Die Stiftungsräte listen in ihrem Brief beispielhaft wörtlich folgende Äußerungen Westenthalers auf:

Faksimilie Unterschriften Protestbrief der Stiftungsräte an Peter Westenthaler
30 von 35 Mitgliedern des Stiftungsrats unterzeichneten den Protestbrief an ihren Kollegen Peter Westenthaler.
Faksimile

"Fehlentwicklungen im Sinne einer besseren Zukunft aufzeigen"

"Auch Grün und Türkis/Schwarz im Stiftungsrat werden sich daran gewöhnen müssen, dass ich an den zahlreichen Fehlentwicklungen im ORF, bei denen Sie meist nur stumm und tatenlos zusehen, meine offene Meinung äußere. Ob Ihnen das aus Ihrer parteipolitischen Sicht passt oder nicht", reagiert Westenthaler auf das Protestschreiben seiner Kolleginnen und Kollegen.
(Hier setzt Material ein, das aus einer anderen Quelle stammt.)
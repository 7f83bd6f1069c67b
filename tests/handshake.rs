//! Integration tests for the 3-way handshake.
//!
//! Each test binds real `tokio::net::UdpSocket`s on loopback, runs the
//! receiver half in a background task, and checks the numbers both sides
//! agree on once they reach `Established`.

use std::net::SocketAddr;
use std::time::Duration;

use confundo::{
    config::Config,
    error::{ConfundoError, Phase},
    packet::flags,
    simulator::{Direction, DropRule, FaultPlan, Matcher, Relay},
    socket::Socket,
    state::{ReceiverState, SenderState},
    timer::TimerConfig,
    Receiver, Sender,
};

// ---------------------------------------------------------------------------
// Helpers
// ---------------------------------------------------------------------------

fn fast_config() -> Config {
    Config {
        timers: TimerConfig {
            rto: Duration::from_millis(150),
            idle_timeout: Duration::from_secs(3),
            close_wait: Duration::from_millis(300),
            listen_timeout: Some(Duration::from_secs(5)),
        },
        ..Config::default()
    }
}

async fn bind_receiver(config: Config) -> (Receiver, SocketAddr) {
    let receiver = Receiver::bind("127.0.0.1:0".parse().unwrap(), config)
        .await
        .expect("bind receiver");
    let addr = receiver.local_addr();
    (receiver, addr)
}

async fn sender_to(peer: SocketAddr, config: Config) -> Sender {
    let socket = Socket::bind("127.0.0.1:0".parse().unwrap())
        .await
        .expect("bind sender socket");
    Sender::with_socket(socket, peer, config).expect("valid config")
}

// ---------------------------------------------------------------------------
// Tests
// ---------------------------------------------------------------------------

/// Both sides reach `Established` and agree on the connection id and the
/// first data sequence number.
#[tokio::test]
async fn both_sides_reach_established() {
    let (mut receiver, addr) = bind_receiver(fast_config()).await;
    let server = tokio::spawn(async move {
        receiver.listen().await.map(|()| receiver)
    });

    let mut sender = sender_to(addr, fast_config()).await;
    tokio::time::timeout(Duration::from_secs(5), sender.connect())
        .await
        .expect("connect timed out")
        .expect("connect failed");

    let receiver = server.await.unwrap().expect("listen failed");

    assert_eq!(sender.state(), SenderState::Established);
    assert_eq!(receiver.state(), ReceiverState::Established);

    let id = sender.connection_id().expect("id chosen on connect");
    assert_ne!(id, 0);
    assert_eq!(receiver.connection_id(), Some(id));

    // The SYN carried 50000 ≡ 0 and consumed one sequence number.
    assert_eq!(sender.seq_num(), 1);
    assert_eq!(receiver.ack_num(), 1);
    assert_eq!(receiver.peer(), Some(sender.local_addr()));
}

/// A configured id and initial sequence number flow through unchanged.
#[tokio::test]
async fn configured_id_and_isn_are_used() {
    let (mut receiver, addr) = bind_receiver(fast_config()).await;
    let server = tokio::spawn(async move {
        receiver.listen().await.map(|()| receiver)
    });

    let config = Config {
        connection_id: Some(4242),
        initial_seq: 49_999,
        ..fast_config()
    };
    let mut sender = sender_to(addr, config).await;
    sender.connect().await.expect("connect failed");
    let receiver = server.await.unwrap().expect("listen failed");

    assert_eq!(receiver.connection_id(), Some(4242));
    assert_eq!(sender.seq_num(), 0, "ISN 49999 + SYN wraps to 0");
    assert_eq!(receiver.ack_num(), 0);
}

/// Losing the SYN|ACK makes the sender retransmit its SYN; the receiver
/// answers it again from the data phase.
#[tokio::test]
async fn lost_syn_ack_is_recovered() {
    let (receiver, addr) = bind_receiver(fast_config()).await;
    let plan = FaultPlan::default().with_drop(DropRule {
        direction: Direction::Backward,
        matcher: Matcher::Flags(flags::SYN | flags::ACK),
        nth: 1,
    });
    let relay = Relay::start(addr, plan).await.unwrap();

    let server = tokio::spawn(async move {
        let mut out: Vec<u8> = Vec::new();
        receiver.transfer(&mut out).await.map(|_| out)
    });

    let sender = sender_to(relay.local_addr, fast_config()).await;
    let stats = sender
        .transfer(&mut &b"hello"[..])
        .await
        .expect("transfer failed");
    let out = server.await.unwrap().expect("receiver failed");

    assert_eq!(out, b"hello");
    assert!(stats.retransmissions >= 1);
    assert_eq!(
        relay.trace().count(Direction::Forward, Matcher::Flags(flags::SYN)),
        2,
        "exactly one SYN retransmission"
    );
}

/// Nobody answers: the sender gives up once the idle ceiling is reached.
#[tokio::test]
async fn connect_to_silent_peer_fails() {
    let silent = Socket::bind("127.0.0.1:0".parse().unwrap()).await.unwrap();
    let config = Config {
        timers: TimerConfig {
            idle_timeout: Duration::from_millis(800),
            ..fast_config().timers
        },
        ..fast_config()
    };
    let mut sender = sender_to(silent.local_addr, config).await;

    let result = sender.connect().await;
    assert!(
        matches!(
            result,
            Err(ConfundoError::ConnectionDead {
                phase: Phase::Handshake
            })
        ),
        "expected handshake failure, got: {result:?}"
    );
    assert!(sender.stats().retransmissions >= 1);
}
Der freiheitliche Stiftungsrat: "Es kann niemals den gesetzlichen Aufgaben eines Stiftungsrates widersprechen, wenn man im Sinne einer besseren Zukunft des Unternehmens schwere Fehlentwicklung aufzeigt und diese damit verhindern will. Das Wohl des ORF hängt nämlich nicht an Ihrer parteipolitisch bedingten oder sogar verordneten Taten- und Kritiklosigkeit, sondern am Aufzeigen und künftigen Verhindern von unternehmensschädigenden Fehlern und Fehlentwicklungen. Jede einzelne meiner Aussagen dient der Verbesserung des Rufes und des Ansehens des ORF und letztlich dazu, weiteren Schaden abzuwenden", erklärt Westenthaler.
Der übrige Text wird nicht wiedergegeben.